The Defendant offered the opinion of its expert, Dr. William Haake. Dr. Haake, an orthopedic surgeon, in explaining his orthopedic evaluation (Exhibit II) after examining Ms. Dayton on June 28, 2005, summarized the medical records he reviewed in the preparation of his report, as well as his physical examination. A few preliminary comments are in order. Dr. Haake advised that while he had Dr. Cappuccino’s report from the films of Ms. Dayton’s lumbar and cervical spine of November 10, 2000, he was not provided with the MRI of the cervical spine. Accordingly, his testimony was limited to a review of those medical records and films which he had reviewed in writing his report. He concluded and testified that there was no objective evidence to support Ms. Dayton’s complaint of neck, arm, lower back or lower extremity symptoms. He opined that she did not sustain a serious injury as defined by the insurance law; that she does not have a significant disability as a result of the accident; that her lower extremity tremor is of the intension type; that her migraine headaches are unrelated to the accident (hypothetically linking them to a bathtub fall on March 14, 1997)[2]; that no causal relationship exists between the symptoms and the accident, and no permanent or temporary disability resulted from the accident. He testified that he does not pay a lot of attention to physical therapy reports and that he did not think it very important to have access to

Dr. Kratoville’s chiropractic records of over five years because they did not make any difference to him.
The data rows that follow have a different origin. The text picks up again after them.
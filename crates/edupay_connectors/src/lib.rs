#![forbid(unsafe_code)]

//! Billing provider adapters.
//!
//! Each provider lives under [`connectors`] as an adapter plus a
//! `transformers` module holding its wire types and status tables. The
//! [`simulation`] decorator layers the credential-absence and
//! degradation policy on top of every adapter, and
//! [`create_payment_gateway`] is the registry callers go through.

pub mod connectors;
mod constants;
pub mod simulation;
pub mod utils;

pub use connectors::{create_payment_gateway, Asaas, Lytex};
Dr. Haake’s opinions were challenged by Ms. Dayton’s counsel, with persuasive effect. First, Dr. Haake acknowledged that Ms. Dayton articulated complaints of neck pain to her right arm, radicular symptoms in her right leg, and a decrease in mobility, and that prior to the accident she had never seen a doctor for neck or back symptoms[3] and that her symptoms were of sudden onset after the accident. Nonetheless, Dr. Haake wrote that there was no causal relationship between her symptoms and the accident.

He also opined that a serious injury did not occur as defined by the No Fault Law, an opinion he acknowledged might be wrong because he had not seen Ms. Dayton during the first six months following the accident, and relied upon medical records for that period which consisted primarily of physical therapy and chiropractic records which he generally did not pay much attention to or did not have to review (Transcript - pp. 482-483). He was unaware of the fracture of Ms. Dayton’s tooth, even though he was aware that such a fracture satisfied the definition of a serious injury under Insurance Law §5102(d).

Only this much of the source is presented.